◆ Data for analysis:
━━━━━━━━

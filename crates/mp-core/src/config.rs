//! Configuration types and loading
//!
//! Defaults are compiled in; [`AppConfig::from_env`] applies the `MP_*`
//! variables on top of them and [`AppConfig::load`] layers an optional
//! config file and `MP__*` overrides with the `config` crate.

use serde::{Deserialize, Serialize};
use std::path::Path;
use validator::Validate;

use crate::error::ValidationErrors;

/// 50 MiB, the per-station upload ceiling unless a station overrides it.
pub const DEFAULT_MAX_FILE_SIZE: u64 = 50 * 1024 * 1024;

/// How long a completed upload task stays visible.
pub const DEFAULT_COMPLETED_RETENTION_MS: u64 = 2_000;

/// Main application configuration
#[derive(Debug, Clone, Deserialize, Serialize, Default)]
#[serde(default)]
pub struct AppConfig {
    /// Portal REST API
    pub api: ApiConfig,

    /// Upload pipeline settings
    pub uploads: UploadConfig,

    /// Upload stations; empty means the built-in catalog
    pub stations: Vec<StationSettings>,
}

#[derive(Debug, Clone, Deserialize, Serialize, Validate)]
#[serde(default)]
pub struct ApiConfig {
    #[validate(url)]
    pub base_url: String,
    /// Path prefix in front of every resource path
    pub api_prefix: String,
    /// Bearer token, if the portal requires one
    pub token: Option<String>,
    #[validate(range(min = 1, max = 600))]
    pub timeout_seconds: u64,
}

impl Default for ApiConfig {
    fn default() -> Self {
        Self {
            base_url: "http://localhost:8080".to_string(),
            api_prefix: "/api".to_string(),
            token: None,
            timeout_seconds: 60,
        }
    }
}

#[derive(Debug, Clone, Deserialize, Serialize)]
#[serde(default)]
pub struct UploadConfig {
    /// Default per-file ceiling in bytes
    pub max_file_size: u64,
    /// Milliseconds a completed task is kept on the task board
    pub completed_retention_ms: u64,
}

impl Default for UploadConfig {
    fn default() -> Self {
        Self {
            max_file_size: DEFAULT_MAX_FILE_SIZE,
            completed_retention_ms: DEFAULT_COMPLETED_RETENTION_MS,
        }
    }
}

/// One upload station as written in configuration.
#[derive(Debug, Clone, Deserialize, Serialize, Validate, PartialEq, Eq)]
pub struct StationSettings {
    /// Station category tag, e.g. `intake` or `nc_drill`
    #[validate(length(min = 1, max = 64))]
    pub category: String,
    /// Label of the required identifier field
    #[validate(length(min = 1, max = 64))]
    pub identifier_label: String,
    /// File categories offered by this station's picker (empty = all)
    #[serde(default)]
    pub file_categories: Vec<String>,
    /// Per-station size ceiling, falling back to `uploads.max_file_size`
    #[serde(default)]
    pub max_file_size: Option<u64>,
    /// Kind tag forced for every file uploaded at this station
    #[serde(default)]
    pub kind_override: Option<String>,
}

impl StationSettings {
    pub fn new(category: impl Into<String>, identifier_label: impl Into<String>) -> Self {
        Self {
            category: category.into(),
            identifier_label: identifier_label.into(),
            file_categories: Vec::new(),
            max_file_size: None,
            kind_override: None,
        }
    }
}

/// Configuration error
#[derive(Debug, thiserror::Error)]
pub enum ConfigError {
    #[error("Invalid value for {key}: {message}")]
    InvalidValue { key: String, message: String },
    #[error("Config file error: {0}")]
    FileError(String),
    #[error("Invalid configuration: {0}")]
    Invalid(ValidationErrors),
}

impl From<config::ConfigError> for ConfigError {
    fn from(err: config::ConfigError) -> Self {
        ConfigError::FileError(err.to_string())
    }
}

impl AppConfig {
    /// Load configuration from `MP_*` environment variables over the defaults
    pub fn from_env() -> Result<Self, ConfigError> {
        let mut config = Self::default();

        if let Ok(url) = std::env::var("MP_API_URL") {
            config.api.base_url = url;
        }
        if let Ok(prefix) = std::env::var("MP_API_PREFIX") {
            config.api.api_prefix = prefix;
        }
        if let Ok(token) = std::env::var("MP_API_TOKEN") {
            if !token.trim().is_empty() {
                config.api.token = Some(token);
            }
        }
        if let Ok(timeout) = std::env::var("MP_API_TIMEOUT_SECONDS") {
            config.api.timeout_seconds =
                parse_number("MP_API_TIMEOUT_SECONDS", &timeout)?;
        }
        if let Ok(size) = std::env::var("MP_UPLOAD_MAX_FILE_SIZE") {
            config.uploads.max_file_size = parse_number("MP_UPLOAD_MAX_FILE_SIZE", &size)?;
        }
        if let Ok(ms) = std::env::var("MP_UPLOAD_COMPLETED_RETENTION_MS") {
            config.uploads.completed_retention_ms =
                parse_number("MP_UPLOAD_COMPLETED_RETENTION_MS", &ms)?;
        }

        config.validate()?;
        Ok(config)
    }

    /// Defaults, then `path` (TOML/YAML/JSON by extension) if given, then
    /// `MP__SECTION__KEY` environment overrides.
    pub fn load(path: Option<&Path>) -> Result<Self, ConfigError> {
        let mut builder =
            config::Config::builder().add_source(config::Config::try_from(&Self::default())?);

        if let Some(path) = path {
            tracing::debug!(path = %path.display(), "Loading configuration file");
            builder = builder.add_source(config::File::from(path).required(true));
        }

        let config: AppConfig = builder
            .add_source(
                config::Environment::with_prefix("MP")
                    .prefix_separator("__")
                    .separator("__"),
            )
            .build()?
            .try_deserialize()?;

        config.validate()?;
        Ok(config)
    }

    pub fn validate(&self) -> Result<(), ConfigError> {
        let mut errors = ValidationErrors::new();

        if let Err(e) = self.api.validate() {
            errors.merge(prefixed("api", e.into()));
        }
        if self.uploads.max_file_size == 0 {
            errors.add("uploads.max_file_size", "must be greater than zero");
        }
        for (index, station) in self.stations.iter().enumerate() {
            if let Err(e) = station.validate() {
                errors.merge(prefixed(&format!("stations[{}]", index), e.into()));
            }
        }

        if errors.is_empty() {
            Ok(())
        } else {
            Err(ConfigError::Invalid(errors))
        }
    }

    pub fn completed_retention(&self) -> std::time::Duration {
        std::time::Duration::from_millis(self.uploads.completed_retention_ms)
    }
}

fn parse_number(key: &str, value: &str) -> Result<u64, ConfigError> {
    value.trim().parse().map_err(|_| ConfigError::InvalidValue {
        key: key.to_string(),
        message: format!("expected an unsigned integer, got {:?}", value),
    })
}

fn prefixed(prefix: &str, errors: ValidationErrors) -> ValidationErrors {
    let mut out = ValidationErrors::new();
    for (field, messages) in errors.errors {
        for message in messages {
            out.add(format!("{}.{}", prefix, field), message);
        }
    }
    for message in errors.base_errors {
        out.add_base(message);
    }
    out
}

━━━━━━━━

◆ Try it:
All the records shown above need to be given again exactly.

◆ Expected output:
filename crates/mp-core/src/config.rs
//! Configuration types and loading
//!
//! Defaults are compiled in; [`AppConfig::from_env`] applies the `MP_*`
//! variables on top of them and [`AppConfig::load`] layers an optional
//! config file and `MP__*` overrides with the `config` crate.

use serde::{Deserialize, Serialize};
use std::path::Path;
use validator::Validate;

use crate::error::ValidationErrors;

/// 50 MiB, the per-station upload ceiling unless a station overrides it.
pub const DEFAULT_MAX_FILE_SIZE: u64 = 50 * 1024 * 1024;

/// How long a completed upload task stays visible.
pub const DEFAULT_COMPLETED_RETENTION_MS: u64 = 2_000;

/// Main application configuration
#[derive(Debug, Clone, Deserialize, Serialize, Default)]
#[serde(default)]
pub struct AppConfig {
    /// Portal REST API
    pub api: ApiConfig,

    /// Upload pipeline settings
    pub uploads: UploadConfig,

    /// Upload stations; empty means the built-in catalog
    pub stations: Vec<StationSettings>,
}

#[derive(Debug, Clone, Deserialize, Serialize, Validate)]
#[serde(default)]
pub struct ApiConfig {
    #[validate(url)]
    pub base_url: String,
    /// Path prefix in front of every resource path
    pub api_prefix: String,
    /// Bearer token, if the portal requires one
    pub token: Option<String>,
    #[validate(range(min = 1, max = 600))]
    pub timeout_seconds: u64,
}

impl Default for ApiConfig {
    fn default() -> Self {
        Self {
            base_url: "http://localhost:8080".to_string(),
            api_prefix: "/api".to_string(),
            token: None,
            timeout_seconds: 60,
        }
    }
}

#[derive(Debug, Clone, Deserialize, Serialize)]
#[serde(default)]
pub struct UploadConfig {
    /// Default per-file ceiling in bytes
    pub max_file_size: u64,
    /// Milliseconds a completed task is kept on the task board
    pub completed_retention_ms: u64,
}

impl Default for UploadConfig {
    fn default() -> Self {
        Self {
            max_file_size: DEFAULT_MAX_FILE_SIZE,
            completed_retention_ms: DEFAULT_COMPLETED_RETENTION_MS,
        }
    }
}

/// One upload station as written in configuration.
#[derive(Debug, Clone, Deserialize, Serialize, Validate, PartialEq, Eq)]
pub struct StationSettings {
    /// Station category tag, e.g. `intake` or `nc_drill`
    #[validate(length(min = 1, max = 64))]
    pub category: String,
    /// Label of the required identifier field
    #[validate(length(min = 1, max = 64))]
    pub identifier_label: String,
    /// File categories offered by this station's picker (empty = all)
    #[serde(default)]
    pub file_categories: Vec<String>,
    /// Per-station size ceiling, falling back to `uploads.max_file_size`
    #[serde(default)]
    pub max_file_size: Option<u64>,
    /// Kind tag forced for every file uploaded at this station
    #[serde(default)]
    pub kind_override: Option<String>,
}

impl StationSettings {
    pub fn new(category: impl Into<String>, identifier_label: impl Into<String>) -> Self {
        Self {
            category: category.into(),
            identifier_label: identifier_label.into(),
            file_categories: Vec::new(),
            max_file_size: None,
            kind_override: None,
        }
    }
}

/// Configuration error
#[derive(Debug, thiserror::Error)]
pub enum ConfigError {
    #[error("Invalid value for {key}: {message}")]
    InvalidValue { key: String, message: String },
    #[error("Config file error: {0}")]
    FileError(String),
    #[error("Invalid configuration: {0}")]
    Invalid(ValidationErrors),
}

impl From<config::ConfigError> for ConfigError {
    fn from(err: config::ConfigError) -> Self {
        ConfigError::FileError(err.to_string())
    }
}

impl AppConfig {
    /// Load configuration from `MP_*` environment variables over the defaults
    pub fn from_env() -> Result<Self, ConfigError> {
        let mut config = Self::default();

        if let Ok(url) = std::env::var("MP_API_URL") {
            config.api.base_url = url;
        }
        if let Ok(prefix) = std::env::var("MP_API_PREFIX") {
            config.api.api_prefix = prefix;
        }
        if let Ok(token) = std::env::var("MP_API_TOKEN") {
            if !token.trim().is_empty() {
                config.api.token = Some(token);
            }
        }
        if let Ok(timeout) = std::env::var("MP_API_TIMEOUT_SECONDS") {
            config.api.timeout_seconds =
                parse_number("MP_API_TIMEOUT_SECONDS", &timeout)?;
        }
        if let Ok(size) = std::env::var("MP_UPLOAD_MAX_FILE_SIZE") {
            config.uploads.max_file_size = parse_number("MP_UPLOAD_MAX_FILE_SIZE", &size)?;
        }
        if let Ok(ms) = std::env::var("MP_UPLOAD_COMPLETED_RETENTION_MS") {
            config.uploads.completed_retention_ms =
                parse_number("MP_UPLOAD_COMPLETED_RETENTION_MS", &ms)?;
        }

        config.validate()?;
        Ok(config)
    }

    /// Defaults, then `path` (TOML/YAML/JSON by extension) if given, then
    /// `MP__SECTION__KEY` environment overrides.
    pub fn load(path: Option<&Path>) -> Result<Self, ConfigError> {
        let mut builder =
            config::Config::builder().add_source(config::Config::try_from(&Self::default())?);

        if let Some(path) = path {
            tracing::debug!(path = %path.display(), "Loading configuration file");
            builder = builder.add_source(config::File::from(path).required(true));
        }

        let config: AppConfig = builder
            .add_source(
                config::Environment::with_prefix("MP")
                    .prefix_separator("__")
                    .separator("__"),
            )
            .build()?
            .try_deserialize()?;

        config.validate()?;
        Ok(config)
    }

    pub fn validate(&self) -> Result<(), ConfigError> {
        let mut errors = ValidationErrors::new();

        if let Err(e) = self.api.validate() {
            errors.merge(prefixed("api", e.into()));
        }
        if self.uploads.max_file_size == 0 {
            errors.add("uploads.max_file_size", "must be greater than zero");
        }
        for (index, station) in self.stations.iter().enumerate() {
            if let Err(e) = station.validate() {
                errors.merge(prefixed(&format!("stations[{}]", index), e.into()));
            }
        }

        if errors.is_empty() {
            Ok(())
        } else {
            Err(ConfigError::Invalid(errors))
        }
    }

    pub fn completed_retention(&self) -> std::time::Duration {
        std::time::Duration::from_millis(self.uploads.completed_retention_ms)
    }
}

fn parse_number(key: &str, value: &str) -> Result<u64, ConfigError> {
    value.trim().parse().map_err(|_| ConfigError::InvalidValue {
        key: key.to_string(),
        message: format!("expected an unsigned integer, got {:?}", value),
    })
}

fn prefixed(prefix: &str, errors: ValidationErrors) -> ValidationErrors {
    let mut out = ValidationErrors::new();
    for (field, messages) in errors.errors {
        for message in messages {
            out.add(format!("{}.{}", prefix, field), message);
        }
    }
    for message in errors.base_errors {
        out.add_base(message);
    }
    out
}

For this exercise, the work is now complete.